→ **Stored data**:
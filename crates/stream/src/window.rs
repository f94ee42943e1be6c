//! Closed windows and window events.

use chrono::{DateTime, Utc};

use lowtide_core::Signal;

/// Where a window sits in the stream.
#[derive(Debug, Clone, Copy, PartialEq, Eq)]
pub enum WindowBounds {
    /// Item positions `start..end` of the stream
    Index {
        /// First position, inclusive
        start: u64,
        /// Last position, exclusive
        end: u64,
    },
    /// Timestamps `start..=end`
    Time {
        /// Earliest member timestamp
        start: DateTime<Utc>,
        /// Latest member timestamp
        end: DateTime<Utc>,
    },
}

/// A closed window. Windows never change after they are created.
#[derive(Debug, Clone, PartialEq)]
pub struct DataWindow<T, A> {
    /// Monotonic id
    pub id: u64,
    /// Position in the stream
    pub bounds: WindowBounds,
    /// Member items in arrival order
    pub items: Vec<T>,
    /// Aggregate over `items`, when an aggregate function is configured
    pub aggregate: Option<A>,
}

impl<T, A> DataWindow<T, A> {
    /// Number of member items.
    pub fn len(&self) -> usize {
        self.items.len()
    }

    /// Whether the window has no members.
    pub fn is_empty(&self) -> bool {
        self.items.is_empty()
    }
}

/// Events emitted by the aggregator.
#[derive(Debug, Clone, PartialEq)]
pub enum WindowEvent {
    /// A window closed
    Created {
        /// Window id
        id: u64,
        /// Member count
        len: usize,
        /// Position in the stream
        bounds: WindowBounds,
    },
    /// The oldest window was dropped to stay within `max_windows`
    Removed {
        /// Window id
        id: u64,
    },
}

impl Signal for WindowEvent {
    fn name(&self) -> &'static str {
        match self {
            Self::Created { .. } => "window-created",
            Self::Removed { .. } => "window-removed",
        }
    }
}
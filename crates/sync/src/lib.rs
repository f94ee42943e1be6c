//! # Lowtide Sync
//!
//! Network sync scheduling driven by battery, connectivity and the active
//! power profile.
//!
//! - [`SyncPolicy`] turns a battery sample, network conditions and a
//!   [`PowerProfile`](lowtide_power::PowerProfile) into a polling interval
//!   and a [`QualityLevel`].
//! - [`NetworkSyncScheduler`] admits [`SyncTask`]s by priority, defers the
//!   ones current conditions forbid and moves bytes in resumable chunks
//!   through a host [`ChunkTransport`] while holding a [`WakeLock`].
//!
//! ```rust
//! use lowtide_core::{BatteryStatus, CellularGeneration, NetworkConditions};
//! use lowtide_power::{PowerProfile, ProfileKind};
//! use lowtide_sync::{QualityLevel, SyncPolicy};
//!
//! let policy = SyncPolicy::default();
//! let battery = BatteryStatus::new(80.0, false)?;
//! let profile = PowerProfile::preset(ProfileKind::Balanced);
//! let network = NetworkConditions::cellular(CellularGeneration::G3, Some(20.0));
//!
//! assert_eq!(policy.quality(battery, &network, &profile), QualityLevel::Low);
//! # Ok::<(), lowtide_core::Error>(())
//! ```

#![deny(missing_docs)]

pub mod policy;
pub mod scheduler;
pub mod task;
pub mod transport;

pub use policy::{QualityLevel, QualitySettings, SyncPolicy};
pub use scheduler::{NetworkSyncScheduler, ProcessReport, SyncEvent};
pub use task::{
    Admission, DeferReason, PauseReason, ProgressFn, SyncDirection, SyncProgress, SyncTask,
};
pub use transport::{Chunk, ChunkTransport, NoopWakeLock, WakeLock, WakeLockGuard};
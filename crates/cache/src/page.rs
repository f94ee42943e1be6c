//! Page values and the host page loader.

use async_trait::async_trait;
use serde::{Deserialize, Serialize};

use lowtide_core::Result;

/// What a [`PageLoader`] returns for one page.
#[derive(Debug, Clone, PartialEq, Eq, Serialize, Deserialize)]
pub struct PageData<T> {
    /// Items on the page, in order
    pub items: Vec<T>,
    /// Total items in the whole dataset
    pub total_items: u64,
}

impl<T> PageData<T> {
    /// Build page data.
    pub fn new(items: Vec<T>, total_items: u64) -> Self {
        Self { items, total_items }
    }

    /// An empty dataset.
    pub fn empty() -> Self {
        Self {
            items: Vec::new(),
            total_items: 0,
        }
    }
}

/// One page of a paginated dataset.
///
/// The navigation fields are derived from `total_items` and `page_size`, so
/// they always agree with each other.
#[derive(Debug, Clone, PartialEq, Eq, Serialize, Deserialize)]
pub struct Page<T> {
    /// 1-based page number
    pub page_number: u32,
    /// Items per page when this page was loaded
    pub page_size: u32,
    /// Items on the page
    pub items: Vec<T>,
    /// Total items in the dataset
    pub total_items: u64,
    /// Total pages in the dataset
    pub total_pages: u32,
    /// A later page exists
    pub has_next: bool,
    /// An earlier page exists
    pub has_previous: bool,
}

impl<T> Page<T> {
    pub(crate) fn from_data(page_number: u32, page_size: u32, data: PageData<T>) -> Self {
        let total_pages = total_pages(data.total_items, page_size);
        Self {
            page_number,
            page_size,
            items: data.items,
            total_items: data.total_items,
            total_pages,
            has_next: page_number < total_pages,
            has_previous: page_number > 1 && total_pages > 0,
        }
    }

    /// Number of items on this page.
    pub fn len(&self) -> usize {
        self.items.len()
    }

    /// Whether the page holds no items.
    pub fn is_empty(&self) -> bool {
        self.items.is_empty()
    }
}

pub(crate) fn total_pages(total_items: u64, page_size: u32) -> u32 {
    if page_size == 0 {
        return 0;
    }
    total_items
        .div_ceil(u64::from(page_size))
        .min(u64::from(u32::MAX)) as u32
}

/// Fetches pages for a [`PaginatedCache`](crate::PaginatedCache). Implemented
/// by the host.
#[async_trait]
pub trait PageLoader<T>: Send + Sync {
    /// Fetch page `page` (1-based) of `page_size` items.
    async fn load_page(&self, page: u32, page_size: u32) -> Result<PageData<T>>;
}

→ **What needs to be done**: Output the records in full, exactly.

→ **Response area**:
filename crates/stream/src/window.rs
repository f94ee42943e1be6c
//! Closed windows and window events.

use chrono::{DateTime, Utc};

use lowtide_core::Signal;

/// Where a window sits in the stream.
#[derive(Debug, Clone, Copy, PartialEq, Eq)]
pub enum WindowBounds {
    /// Item positions `start..end` of the stream
    Index {
        /// First position, inclusive
        start: u64,
        /// Last position, exclusive
        end: u64,
    },
    /// Timestamps `start..=end`
    Time {
        /// Earliest member timestamp
        start: DateTime<Utc>,
        /// Latest member timestamp
        end: DateTime<Utc>,
    },
}

/// A closed window. Windows never change after they are created.
#[derive(Debug, Clone, PartialEq)]
pub struct DataWindow<T, A> {
    /// Monotonic id
    pub id: u64,
    /// Position in the stream
    pub bounds: WindowBounds,
    /// Member items in arrival order
    pub items: Vec<T>,
    /// Aggregate over `items`, when an aggregate function is configured
    pub aggregate: Option<A>,
}

impl<T, A> DataWindow<T, A> {
    /// Number of member items.
    pub fn len(&self) -> usize {
        self.items.len()
    }

    /// Whether the window has no members.
    pub fn is_empty(&self) -> bool {
        self.items.is_empty()
    }
}

/// Events emitted by the aggregator.
#[derive(Debug, Clone, PartialEq)]
pub enum WindowEvent {
    /// A window closed
    Created {
        /// Window id
        id: u64,
        /// Member count
        len: usize,
        /// Position in the stream
        bounds: WindowBounds,
    },
    /// The oldest window was dropped to stay within `max_windows`
    Removed {
        /// Window id
        id: u64,
    },
}

impl Signal for WindowEvent {
    fn name(&self) -> &'static str {
        match self {
            Self::Created { .. } => "window-created",
            Self::Removed { .. } => "window-removed",
        }
    }
}
filename crates/sync/src/lib.rs
repository f94ee42943e1be6c
//! # Lowtide Sync
//!
//! Network sync scheduling driven by battery, connectivity and the active
//! power profile.
//!
//! - [`SyncPolicy`] turns a battery sample, network conditions and a
//!   [`PowerProfile`](lowtide_power::PowerProfile) into a polling interval
//!   and a [`QualityLevel`].
//! - [`NetworkSyncScheduler`] admits [`SyncTask`]s by priority, defers the
//!   ones current conditions forbid and moves bytes in resumable chunks
//!   through a host [`ChunkTransport`] while holding a [`WakeLock`].
//!
//! ```rust
//! use lowtide_core::{BatteryStatus, CellularGeneration, NetworkConditions};
//! use lowtide_power::{PowerProfile, ProfileKind};
//! use lowtide_sync::{QualityLevel, SyncPolicy};
//!
//! let policy = SyncPolicy::default();
//! let battery = BatteryStatus::new(80.0, false)?;
//! let profile = PowerProfile::preset(ProfileKind::Balanced);
//! let network = NetworkConditions::cellular(CellularGeneration::G3, Some(20.0));
//!
//! assert_eq!(policy.quality(battery, &network, &profile), QualityLevel::Low);
//! # Ok::<(), lowtide_core::Error>(())
//! ```

#![deny(missing_docs)]

pub mod policy;
pub mod scheduler;
pub mod task;
pub mod transport;

pub use policy::{QualityLevel, QualitySettings, SyncPolicy};
pub use scheduler::{NetworkSyncScheduler, ProcessReport, SyncEvent};
pub use task::{
    Admission, DeferReason, PauseReason, ProgressFn, SyncDirection, SyncProgress, SyncTask,
};
pub use transport::{Chunk, ChunkTransport, NoopWakeLock, WakeLock, WakeLockGuard};
filename crates/cache/src/page.rs
repository f94ee42943e1be6c
//! Page values and the host page loader.

use async_trait::async_trait;
use serde::{Deserialize, Serialize};

use lowtide_core::Result;

/// What a [`PageLoader`] returns for one page.
#[derive(Debug, Clone, PartialEq, Eq, Serialize, Deserialize)]
pub struct PageData<T> {
    /// Items on the page, in order
    pub items: Vec<T>,
    /// Total items in the whole dataset
    pub total_items: u64,
}

impl<T> PageData<T> {
    /// Build page data.
    pub fn new(items: Vec<T>, total_items: u64) -> Self {
        Self { items, total_items }
    }

    /// An empty dataset.
    pub fn empty() -> Self {
        Self {
            items: Vec::new(),
            total_items: 0,
        }
    }
}

/// One page of a paginated dataset.
///
/// The navigation fields are derived from `total_items` and `page_size`, so
/// they always agree with each other.
#[derive(Debug, Clone, PartialEq, Eq, Serialize, Deserialize)]
pub struct Page<T> {
    /// 1-based page number
    pub page_number: u32,
    /// Items per page when this page was loaded
    pub page_size: u32,
    /// Items on the page
    pub items: Vec<T>,
    /// Total items in the dataset
    pub total_items: u64,
    /// Total pages in the dataset
    pub total_pages: u32,
    /// A later page exists
    pub has_next: bool,
    /// An earlier page exists
    pub has_previous: bool,
}

impl<T> Page<T> {
    pub(crate) fn from_data(page_number: u32, page_size: u32, data: PageData<T>) -> Self {
        let total_pages = total_pages(data.total_items, page_size);
        Self {
            page_number,
            page_size,
            items: data.items,
            total_items: data.total_items,
            total_pages,
            has_next: page_number < total_pages,
            has_previous: page_number > 1 && total_pages > 0,
        }
    }

    /// Number of items on this page.
    pub fn len(&self) -> usize {
        self.items.len()
    }

    /// Whether the page holds no items.
    pub fn is_empty(&self) -> bool {
        self.items.is_empty()
    }
}

pub(crate) fn total_pages(total_items: u64, page_size: u32) -> u32 {
    if page_size == 0 {
        return 0;
    }
    total_items
        .div_ceil(u64::from(page_size))
        .min(u64::from(u32::MAX)) as u32
}

/// Fetches pages for a [`PaginatedCache`](crate::PaginatedCache). Implemented
/// by the host.
#[async_trait]
pub trait PageLoader<T>: Send + Sync {
    /// Fetch page `page` (1-based) of `page_size` items.
    async fn load_page(&self, page: u32, page_size: u32) -> Result<PageData<T>>;
}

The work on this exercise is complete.